Il Sì&No del giorno
Il Tar promuove una ragazzina bocciata con sei insufficienze: “No, questi ricorsi sono sintomo di un malessere tra scuola e famiglia”
Nel Sì&No del giorno, spazio al dibattito sulla decisione del Tar di promuovere una ragazzina precedentemente bocciata con sei insufficienze. Abbiamo chiesto un parere a Marco Campione, giurista, che si dice contrario all’utilizzo esasperato della formula del ricorso al Tar, e al collega Andrea Vernata che, al contrario, si dice favorevole alla scelta operata dalla famiglia.
Qui di seguito, il parere di Marco Campione.
Una recente sentenza del TAR ha portato alla ribalta una discussione che periodicamente riaffiora: i ricorsi alla giustizia amministrativa da parte delle famiglie per annullare bocciature o sospensioni. A prescindere dal contenuto di questa o altre sentenze, credo sia importante chiedersi se il ricorso alla giustizia amministrativa produca danni ai compiti che la società assegna alla scuola, che non è una “amministrazione” come tutte le altre.
Non è quindi del piano giuridico che voglio parlare, anche perché non ne avrei le competenze. Sicuramente se la magistratura ha ritenuto di ravvisare difetti di motivazione in quella bocciatura ha fatto bene a chiedere a quel consiglio di classe di precisare e se il consiglio di classe ha ritenuto di cambiare la propria scelta si sarà sentito in qualche modo in difetto.
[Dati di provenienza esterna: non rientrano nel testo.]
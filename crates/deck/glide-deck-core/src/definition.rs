//! Deck definition: what the host discovered before constructing the deck.
//!
//! Slides and fragments are index-addressed and immutable in count for the
//! deck's lifetime; the core never inserts or removes them.

use serde::{Deserialize, Serialize};

use crate::fragment::FragmentKind;

/// A fragment as authored: explicit ordering key (default 0) and animation
/// kind (default fade-in).
#[derive(Clone, Debug, Default, PartialEq, Serialize, Deserialize)]
#[serde(default, rename_all = "kebab-case")]
pub struct FragmentDef {
    pub order: i32,
    pub animation: FragmentKind,
}

/// One slide with its fragments in discovery order.
#[derive(Clone, Debug, Default, PartialEq, Serialize, Deserialize)]
#[serde(default, rename_all = "kebab-case")]
pub struct SlideDef {
    pub fragments: Vec<FragmentDef>,
}

/// Everything the host hands over at construction.
#[derive(Clone, Debug, Default, PartialEq, Serialize, Deserialize)]
#[serde(default, rename_all = "kebab-case")]
pub struct DeckDefinition {
    pub slides: Vec<SlideDef>,
    /// Location hash present at load time, if any (`#/<index>`).
    pub location_hash: Option<String>,
}

impl DeckDefinition {
    /// Fragment-free deck with `count` slides.
    pub fn plain(count: usize) -> Self {
        Self {
            slides: vec![SlideDef::default(); count],
            location_hash: None,
        }
    }

    /// Parse a serialized definition, as produced by a host's discovery
    /// pass.
    pub fn from_json(json: &str) -> Result<Self, crate::error::DeckError> {
        Ok(serde_json::from_str(json)?)
    }
}

#[cfg(test)]
mod tests {
    use super::*;

    #[test]
    fn definition_json_defaults() {
        let def = DeckDefinition::from_json(
            r#"{ "slides": [ {}, { "fragments": [ { "animation": "grow" }, { "order": -1 } ] } ] }"#,
        )
        .expect("parse");
        assert_eq!(def.slides.len(), 2);
        let frags = &def.slides[1].fragments;
        assert_eq!(frags[0].order, 0);
        assert_eq!(frags[0].animation, FragmentKind::Grow);
        assert_eq!(frags[1].order, -1);
        assert_eq!(frags[1].animation, FragmentKind::FadeIn);
        assert_eq!(def.location_hash, None);
    }
}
Ma il punto non è questo, per me: quel ricorso e gli altri analoghi sono il sintomo di un malessere nella relazione tra scuola e famiglia; figlio di un malessere più generale della nostra società, che in questo particolare contesto produce un danno enorme. Si parla spesso di fragilità delle nuove generazioni, ma che dire della fragilità adulta? Che dire della funzione genitoriale, travolta da una crisi di ruolo, di responsabilità e a sua volta anche di autorevolezza?
Dobbiamo interrogarci su come ripensare modi e tempi che ci vedono operare all’interno del processo di crescita e del successo formativo di ciascun figlio e di ciascun studente. Maggiore consapevolezza del fine ultimo della propria funzione: sia quella di genitore, che non è proteggere, ma accompagnare i figli nel proprio singolare percorso di vita; sia quella docente, una professione il cui obiettivo è, secondo la celebre definizione di Morin, una testa ben fatta. Su queste fondamenta dobbiamo costruire ogni giorno una scuola che metta davvero al centro studentesse e studenti.
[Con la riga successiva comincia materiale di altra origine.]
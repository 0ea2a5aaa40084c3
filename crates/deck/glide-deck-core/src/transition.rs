//! Transition engine: plans and runs the slide-to-slide visual effects.
//!
//! A run is START -> (phases of concurrent animations) -> SETTLE -> DONE.
//! Every type except `flip` is a single concurrent phase; `flip` exits the
//! departing slide over half the duration, then enters the arriving one over
//! the remaining half. Keyframes are pure functions of (type, direction),
//! kept in one table below. Runs are fire-and-forget relative to the deck
//! state update: the deck never awaits them, and overlapping runs are
//! neither queued nor cancelled.

use serde::{Deserialize, Serialize};

use crate::easing::Easing;
use crate::ids::{ElementId, GroupId, IdAllocator, RunId};
use crate::stage::{Stage, StageOp};
use crate::style::{Keyframe, Marker, Origin};
use crate::timeline::Timeline;

/// Visual effect between two slides.
#[derive(Copy, Clone, Debug, Default, Eq, PartialEq, Hash, Serialize, Deserialize)]
#[serde(rename_all = "lowercase")]
pub enum TransitionKind {
    None,
    Fade,
    #[default]
    Slide,
    Zoom,
    Flip,
    Cube,
}

#[derive(Copy, Clone, Debug, Default, Eq, PartialEq, Hash, Serialize, Deserialize)]
#[serde(rename_all = "lowercase")]
pub enum Direction {
    #[default]
    Forward,
    Backward,
}

/// Per-navigation transition parameters; constructed per call, not persisted.
#[derive(Copy, Clone, Debug, PartialEq, Serialize, Deserialize)]
pub struct TransitionOptions {
    pub duration_ms: u32,
    pub easing: Easing,
    pub direction: Direction,
}

/// One element's keyframe pair within a phase.
struct AnimSpec {
    element: ElementId,
    from: Keyframe,
    to: Keyframe,
    duration_ms: u32,
}

/// A set of concurrent animations with stage writes around them.
struct PhaseSpec {
    prelude: Vec<StageOp>,
    anims: Vec<AnimSpec>,
    settle: Vec<StageOp>,
}

struct TransitionPlan {
    prelude: Vec<StageOp>,
    phases: Vec<PhaseSpec>,
}

const PERSPECTIVE_PX: f32 = 1200.0;
const CUBE_DEPTH_VW: f32 = -50.0;
const CUBE_REST_OPACITY: f32 = 0.6;

/// Stage writes that put the departing slide fully out of the scene.
fn exit_settle(from: ElementId) -> Vec<StageOp> {
    vec![
        StageOp::Style(from, crate::style::StyleProp::Opacity, 0.0),
        StageOp::Marker(from, Marker::Interactive, false),
        StageOp::Marker(from, Marker::Active, false),
    ]
}

/// Keyframe table, keyed by (type, direction). `from` is the departing
/// element when one exists.
fn plan(
    kind: TransitionKind,
    from: Option<ElementId>,
    to: ElementId,
    container: ElementId,
    opts: &TransitionOptions,
) -> TransitionPlan {
    use crate::style::StyleProp::*;
    let duration = opts.duration_ms;
    let forward = opts.direction == Direction::Forward;

    match kind {
        TransitionKind::None => {
            // Immediate swap; the caller applies the prelude synchronously.
            let mut prelude = Vec::new();
            if let Some(from) = from {
                prelude.extend(exit_settle(from));
            }
            prelude.push(StageOp::Style(to, Opacity, 1.0));
            prelude.push(StageOp::Marker(to, Marker::Interactive, true));
            prelude.push(StageOp::Marker(to, Marker::Active, true));
            TransitionPlan {
                prelude,
                phases: Vec::new(),
            }
        }
        TransitionKind::Fade => {
            let prelude = vec![
                StageOp::Style(to, Opacity, 0.0),
                StageOp::Marker(to, Marker::Interactive, true),
                StageOp::Marker(to, Marker::Active, true),
            ];
            let mut anims = vec![AnimSpec {
                element: to,
                from: Keyframe::new().opacity(0.0),
                to: Keyframe::new().opacity(1.0),
                duration_ms: duration,
            }];
            let mut settle = Vec::new();
            if let Some(from) = from {
                anims.push(AnimSpec {
                    element: from,
                    from: Keyframe::new().opacity(1.0),
                    to: Keyframe::new().opacity(0.0),
                    duration_ms: duration,
                });
                settle.extend(exit_settle(from));
            }
            settle.push(StageOp::Style(to, Opacity, 1.0));
            TransitionPlan {
                prelude: Vec::new(),
                phases: vec![PhaseSpec {
                    prelude,
                    anims,
                    settle,
                }],
            }
        }
        TransitionKind::Slide => {
            let enter_offset = if forward { 100.0 } else { -100.0 };
            let exit_offset = -enter_offset;
            let prelude = vec![
                StageOp::Style(to, Opacity, 1.0),
                StageOp::Marker(to, Marker::Interactive, true),
                StageOp::Marker(to, Marker::Active, true),
            ];
            let mut anims = vec![AnimSpec {
                element: to,
                from: Keyframe::new().translate_x(enter_offset),
                to: Keyframe::new().translate_x(0.0),
                duration_ms: duration,
            }];
            let mut settle = Vec::new();
            if let Some(from) = from {
                anims.push(AnimSpec {
                    element: from,
                    from: Keyframe::new().translate_x(0.0),
                    to: Keyframe::new().translate_x(exit_offset),
                    duration_ms: duration,
                });
                settle.extend(exit_settle(from));
                settle.push(StageOp::Style(from, TranslateX, 0.0));
            }
            settle.push(StageOp::Style(to, TranslateX, 0.0));
            TransitionPlan {
                prelude: Vec::new(),
                phases: vec![PhaseSpec {
                    prelude,
                    anims,
                    settle,
                }],
            }
        }
        TransitionKind::Zoom => {
            let enter_from = if forward { 0.8 } else { 1.2 };
            let exit_to = if forward { 1.2 } else { 0.8 };
            let prelude = vec![
                StageOp::Style(to, Opacity, 0.0),
                StageOp::Marker(to, Marker::Interactive, true),
                StageOp::Marker(to, Marker::Active, true),
            ];
            let mut anims = vec![AnimSpec {
                element: to,
                from: Keyframe::new().scale(enter_from).opacity(0.0),
                to: Keyframe::new().scale(1.0).opacity(1.0),
                duration_ms: duration,
            }];
            let mut settle = Vec::new();
            if let Some(from) = from {
                anims.push(AnimSpec {
                    element: from,
                    from: Keyframe::new().scale(1.0).opacity(1.0),
                    to: Keyframe::new().scale(exit_to).opacity(0.0),
                    duration_ms: duration,
                });
                settle.extend(exit_settle(from));
                settle.push(StageOp::Style(from, Scale, 1.0));
            }
            settle.push(StageOp::Style(to, Opacity, 1.0));
            settle.push(StageOp::Style(to, Scale, 1.0));
            TransitionPlan {
                prelude: Vec::new(),
                phases: vec![PhaseSpec {
                    prelude,
                    anims,
                    settle,
                }],
            }
        }
        TransitionKind::Flip => {
            let enter_angle = if forward { -180.0 } else { 180.0 };
            let exit_angle = -enter_angle;
            let half = (duration / 2).max(1);
            let mut phases = Vec::new();
            if let Some(from) = from {
                let mut settle = exit_settle(from);
                settle.push(StageOp::Style(from, RotateY, 0.0));
                phases.push(PhaseSpec {
                    prelude: Vec::new(),
                    anims: vec![AnimSpec {
                        element: from,
                        from: Keyframe::new().rotate_y(0.0).opacity(1.0),
                        to: Keyframe::new().rotate_y(exit_angle).opacity(0.0),
                        duration_ms: half,
                    }],
                    settle,
                });
            }
            phases.push(PhaseSpec {
                prelude: vec![
                    StageOp::Marker(to, Marker::Interactive, true),
                    StageOp::Marker(to, Marker::Active, true),
                ],
                anims: vec![AnimSpec {
                    element: to,
                    from: Keyframe::new().rotate_y(enter_angle).opacity(0.0),
                    to: Keyframe::new().rotate_y(0.0).opacity(1.0),
                    duration_ms: half,
                }],
                settle: vec![
                    StageOp::Style(to, Opacity, 1.0),
                    StageOp::Style(to, RotateY, 0.0),
                ],
            });
            TransitionPlan {
                prelude: vec![StageOp::Style(container, Perspective, PERSPECTIVE_PX)],
                phases,
            }
        }
        TransitionKind::Cube => {
            let enter_rotate = if forward { 90.0 } else { -90.0 };
            let exit_rotate = -enter_rotate;
            let (enter_origin, exit_origin) = if forward {
                (Origin::LeftCenter, Origin::RightCenter)
            } else {
                (Origin::RightCenter, Origin::LeftCenter)
            };
            let mut prelude = vec![
                StageOp::Style(container, Perspective, PERSPECTIVE_PX),
                StageOp::Marker(to, Marker::Interactive, true),
                StageOp::Marker(to, Marker::Active, true),
                StageOp::Origin(to, enter_origin),
            ];
            let mut anims = vec![AnimSpec {
                element: to,
                from: Keyframe::new()
                    .translate_z(CUBE_DEPTH_VW)
                    .rotate_y(enter_rotate)
                    .opacity(CUBE_REST_OPACITY),
                to: Keyframe::new().translate_z(0.0).rotate_y(0.0).opacity(1.0),
                duration_ms: duration,
            }];
            let mut settle = vec![
                StageOp::Style(to, Opacity, 1.0),
                StageOp::Style(to, TranslateZ, 0.0),
                StageOp::Style(to, RotateY, 0.0),
                StageOp::Origin(to, Origin::Center),
            ];
            if let Some(from) = from {
                prelude.push(StageOp::Origin(from, exit_origin));
                anims.push(AnimSpec {
                    element: from,
                    from: Keyframe::new().translate_z(0.0).rotate_y(0.0).opacity(1.0),
                    to: Keyframe::new()
                        .translate_z(CUBE_DEPTH_VW)
                        .rotate_y(exit_rotate)
                        .opacity(CUBE_REST_OPACITY),
                    duration_ms: duration,
                });
                settle.extend(exit_settle(from));
                settle.push(StageOp::Style(from, TranslateZ, 0.0));
                settle.push(StageOp::Style(from, RotateY, 0.0));
                settle.push(StageOp::Origin(from, Origin::Center));
            }
            TransitionPlan {
                prelude,
                phases: vec![PhaseSpec {
                    prelude: Vec::new(),
                    anims,
                    settle,
                }],
            }
        }
    }
}

/// An in-flight transition run.
struct ActiveRun {
    id: RunId,
    easing: Easing,
    phases: std::collections::VecDeque<PhaseSpec>,
    current_group: Option<GroupId>,
}

/// Tracks every in-flight run. Does not queue, cancel or reject overlap:
/// a second `begin` mid-run starts an independent run on top of whatever
/// visual state currently exists.
#[derive(Default)]
pub struct TransitionEngine {
    runs: Vec<ActiveRun>,
    reduced_motion: bool,
}

impl TransitionEngine {
    pub fn new(reduced_motion: bool) -> Self {
        Self {
            runs: Vec::new(),
            reduced_motion,
        }
    }

    /// Start a transition from `from` (optional) to `to`. Returns the run id,
    /// or `None` when the effective type is `none` and the swap resolved
    /// synchronously.
    #[allow(clippy::too_many_arguments)]
    pub fn begin(
        &mut self,
        ids: &mut IdAllocator,
        timeline: &mut Timeline,
        stage: &mut Stage,
        kind: TransitionKind,
        from: Option<ElementId>,
        to: ElementId,
        container: ElementId,
        opts: &TransitionOptions,
    ) -> Option<RunId> {
        let effective = if self.reduced_motion {
            TransitionKind::None
        } else {
            kind
        };
        let plan = plan(effective, from, to, container, opts);
        stage.apply_all(&plan.prelude);
        if plan.phases.is_empty() {
            return None;
        }
        let mut run = ActiveRun {
            id: ids.alloc_run(),
            easing: opts.easing,
            phases: plan.phases.into(),
            current_group: None,
        };
        start_next_phase(&mut run, ids, timeline, stage);
        let id = run.id;
        if run.current_group.is_some() {
            self.runs.push(run);
            Some(id)
        } else {
            // Every phase settled synchronously (no animations planned).
            None
        }
    }

    /// Advance runs whose current phase group completed during this tick.
    pub fn on_groups_finished(
        &mut self,
        finished: &[GroupId],
        ids: &mut IdAllocator,
        timeline: &mut Timeline,
        stage: &mut Stage,
    ) {
        if finished.is_empty() {
            return;
        }
        let mut runs = std::mem::take(&mut self.runs);
        runs.retain_mut(|run| {
            if !matches!(run.current_group, Some(g) if finished.contains(&g)) {
                return true;
            }
            run.current_group = None;
            start_next_phase(run, ids, timeline, stage);
            run.current_group.is_some()
        });
        self.runs = runs;
    }

    /// Number of runs still animating.
    pub fn active_runs(&self) -> usize {
        self.runs.len()
    }
}

/// Pop phases until one actually animates; applies each popped phase's
/// prelude immediately and each exhausted phase's settle.
fn start_next_phase(
    run: &mut ActiveRun,
    ids: &mut IdAllocator,
    timeline: &mut Timeline,
    stage: &mut Stage,
) {
    while let Some(phase) = run.phases.pop_front() {
        stage.apply_all(&phase.prelude);
        if phase.anims.is_empty() {
            stage.apply_all(&phase.settle);
            continue;
        }
        let mut members = Vec::with_capacity(phase.anims.len());
        for spec in &phase.anims {
            members.push(timeline.start(
                ids,
                stage,
                spec.element,
                spec.from.clone(),
                spec.to.clone(),
                spec.duration_ms,
                run.easing,
            ));
        }
        run.current_group = Some(timeline.group(ids, &members));
        // Settle ops stay with the run until the group completes.
        run.phases.push_front(PhaseSpec {
            prelude: Vec::new(),
            anims: Vec::new(),
            settle: phase.settle,
        });
        return;
    }
}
Per portare avanti un così vasto programma è condizione necessaria, anche se ovviamente non sufficiente una relazione educativa tra insegnanti e studenti fondata sulla stima e la fiducia reciproche. A questo serve un patto educativo tra scuola e famiglia solido, a sua volta fondato sulla corresponsabilità educativa.
Assistiamo invece alla tendenza opposta: separare sempre più scuola e famiglia, scuola e contesto nel quale essa agisce. Estremizzo, e mi scuso, ma serve alla sintesi. Da un lato una scuola che chiede di essere lasciata in pace e esprime questa ricerca di pace dando 6 a tutti (“così non ho problemi”) oppure 4 a tutti (salvo poi “tirare su il voto” in sede di scrutinio); dall’altra le famiglie, che si disinteressano di quello che accade, salvo, appunto, ricorrere al TAR.
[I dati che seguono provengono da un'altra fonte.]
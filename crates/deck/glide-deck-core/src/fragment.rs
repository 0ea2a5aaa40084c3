//! Fragment engine: sub-slide reveal steps.
//!
//! Each animation kind maps to a fixed (hidden, shown) keyframe pair;
//! `show` plays hidden -> shown, `hide` plays the reverse. The batch
//! operations are idempotent: fragments already in the requested state are
//! skipped, so re-invoking with the same index produces no redundant
//! animations and no redundant changes.

use serde::{Deserialize, Serialize};

use crate::easing::Easing;
use crate::ids::{ElementId, IdAllocator};
use crate::stage::Stage;
use crate::style::{Keyframe, Marker};
use crate::timeline::Timeline;

/// Reveal animation kinds.
#[derive(Copy, Clone, Debug, Default, Eq, PartialEq, Hash, Serialize, Deserialize)]
#[serde(rename_all = "kebab-case")]
pub enum FragmentKind {
    #[default]
    FadeIn,
    FadeUp,
    FadeDown,
    FadeLeft,
    FadeRight,
    Grow,
    Shrink,
    Highlight,
}

pub const FRAGMENT_DURATION_MS: u32 = 300;
pub const FRAGMENT_EASING: Easing = Easing::EaseOut;

const FRAGMENT_OFFSET_PX: f32 = 20.0;
const HIGHLIGHT_ALPHA: f32 = 0.4;

/// A fragment as discovered at construction: its element handle, explicit
/// ordering key and animation kind.
#[derive(Copy, Clone, Debug, PartialEq, Serialize, Deserialize)]
pub struct Fragment {
    pub element: ElementId,
    pub order: i32,
    pub animation: FragmentKind,
}

/// Fixed (hidden, shown) keyframe pair for an animation kind.
pub fn reveal_keyframes(kind: FragmentKind) -> (Keyframe, Keyframe) {
    match kind {
        FragmentKind::FadeIn => (Keyframe::new().opacity(0.0), Keyframe::new().opacity(1.0)),
        FragmentKind::FadeUp => (
            Keyframe::new().opacity(0.0).offset_y(FRAGMENT_OFFSET_PX),
            Keyframe::new().opacity(1.0).offset_y(0.0),
        ),
        FragmentKind::FadeDown => (
            Keyframe::new().opacity(0.0).offset_y(-FRAGMENT_OFFSET_PX),
            Keyframe::new().opacity(1.0).offset_y(0.0),
        ),
        FragmentKind::FadeLeft => (
            Keyframe::new().opacity(0.0).offset_x(FRAGMENT_OFFSET_PX),
            Keyframe::new().opacity(1.0).offset_x(0.0),
        ),
        FragmentKind::FadeRight => (
            Keyframe::new().opacity(0.0).offset_x(-FRAGMENT_OFFSET_PX),
            Keyframe::new().opacity(1.0).offset_x(0.0),
        ),
        FragmentKind::Grow => (
            Keyframe::new().opacity(0.0).scale(0.5),
            Keyframe::new().opacity(1.0).scale(1.0),
        ),
        FragmentKind::Shrink => (
            Keyframe::new().opacity(0.0).scale(1.5),
            Keyframe::new().opacity(1.0).scale(1.0),
        ),
        FragmentKind::Highlight => (
            Keyframe::new().highlight(0.0),
            Keyframe::new().highlight(HIGHLIGHT_ALPHA),
        ),
    }
}

/// Stable order: primary key is the explicit `order`, ties keep discovery
/// order.
pub fn sort_fragments(fragments: &mut [Fragment]) {
    fragments.sort_by_key(|f| f.order);
}

/// Mark `fragment` visible and play its reveal keyframes.
pub fn show(ids: &mut IdAllocator, timeline: &mut Timeline, stage: &mut Stage, fragment: &Fragment) {
    let (hidden, shown) = reveal_keyframes(fragment.animation);
    stage.set_marker(fragment.element, Marker::FragmentVisible, true);
    timeline.start(
        ids,
        stage,
        fragment.element,
        hidden,
        shown,
        FRAGMENT_DURATION_MS,
        FRAGMENT_EASING,
    );
}

/// Mark `fragment` not visible and play the reverse keyframes.
pub fn hide(ids: &mut IdAllocator, timeline: &mut Timeline, stage: &mut Stage, fragment: &Fragment) {
    let (hidden, shown) = reveal_keyframes(fragment.animation);
    stage.set_marker(fragment.element, Marker::FragmentVisible, false);
    timeline.start(
        ids,
        stage,
        fragment.element,
        shown,
        hidden,
        FRAGMENT_DURATION_MS,
        FRAGMENT_EASING,
    );
}

/// Reveal every not-yet-visible fragment at index <= `index`, in order.
pub fn show_all_up_to(
    ids: &mut IdAllocator,
    timeline: &mut Timeline,
    stage: &mut Stage,
    fragments: &[Fragment],
    index: usize,
) {
    let end = fragments.len().min(index.saturating_add(1));
    for fragment in &fragments[..end] {
        if !stage.marker(fragment.element, Marker::FragmentVisible) {
            show(ids, timeline, stage, fragment);
        }
    }
}

/// Hide every visible fragment at index >= `index`, in order.
pub fn hide_all_from(
    ids: &mut IdAllocator,
    timeline: &mut Timeline,
    stage: &mut Stage,
    fragments: &[Fragment],
    index: usize,
) {
    for fragment in fragments.iter().skip(index) {
        if stage.marker(fragment.element, Marker::FragmentVisible) {
            hide(ids, timeline, stage, fragment);
        }
    }
}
Chi se lo può permettere. Gli altri subiscono inermi le conseguenze di un sistema che aumenta le diseguaglianze e colpisce selettivamente chi proviene da contesti socialmente, culturalmente o economicamente più svantaggiati. La scuola del merito, se si riuscirà mai a realizzarla, è soprattutto per loro. Ecco perché se avessi la bacchetta magica la userei per escludere la possibilità di ricorrere al TAR: è l’alibi per giustificare l’ansia di quieto vivere, è uno strumento di ricatto di genitori iper protettivi in crisi di identità, mina l’autorevolezza della scuola nel suo complesso, alimenta distanza e diffidenza là dove servirebbero stima e rispetto.
E chi ci garantirebbe di fronte a un arbitrio, sempre possibile? Non c’è qui lo spazio per approfondire, ma se avessi quella bacchetta magica, risolverei il problema alla radice: investire risorse in tutoraggio, recupero e potenziamento; rivedere il curricolo -i “programmi”- nella direzione della essenzializzazione e personalizzazione; limitare le ripetenze alle sole materie insufficienti e, di conseguenza, il valore legale del titolo di studio.
Senza bacchetta magica si può invece immaginare uno strumento capace di intervenire senza ledere il principio di autorità che le istituzioni devono incarnare. Togliere al TAR il potere di dirimere le controversie, salvo eventualmente pochissimi casi stabiliti dalla Legge, e affidarsi a un organismo composto da insegnanti e dirigenti in quiescenza. Un consesso capace di analizzare con competenza le scelte dei colleghi, richiamandosi ai principi che sono alla base delle norme che regolano la valutazione o i diritti e doveri degli studenti, non sempre conosciute adeguatamente.
Un’occasione di scontro tra scuola e famiglia sostituita da un’occasione di confronto; un giudizio amministrativo, che necessariamente sarà solo sulla correttezza delle procedure, sostituito da uno strumento di lavoro e di crescita professionale.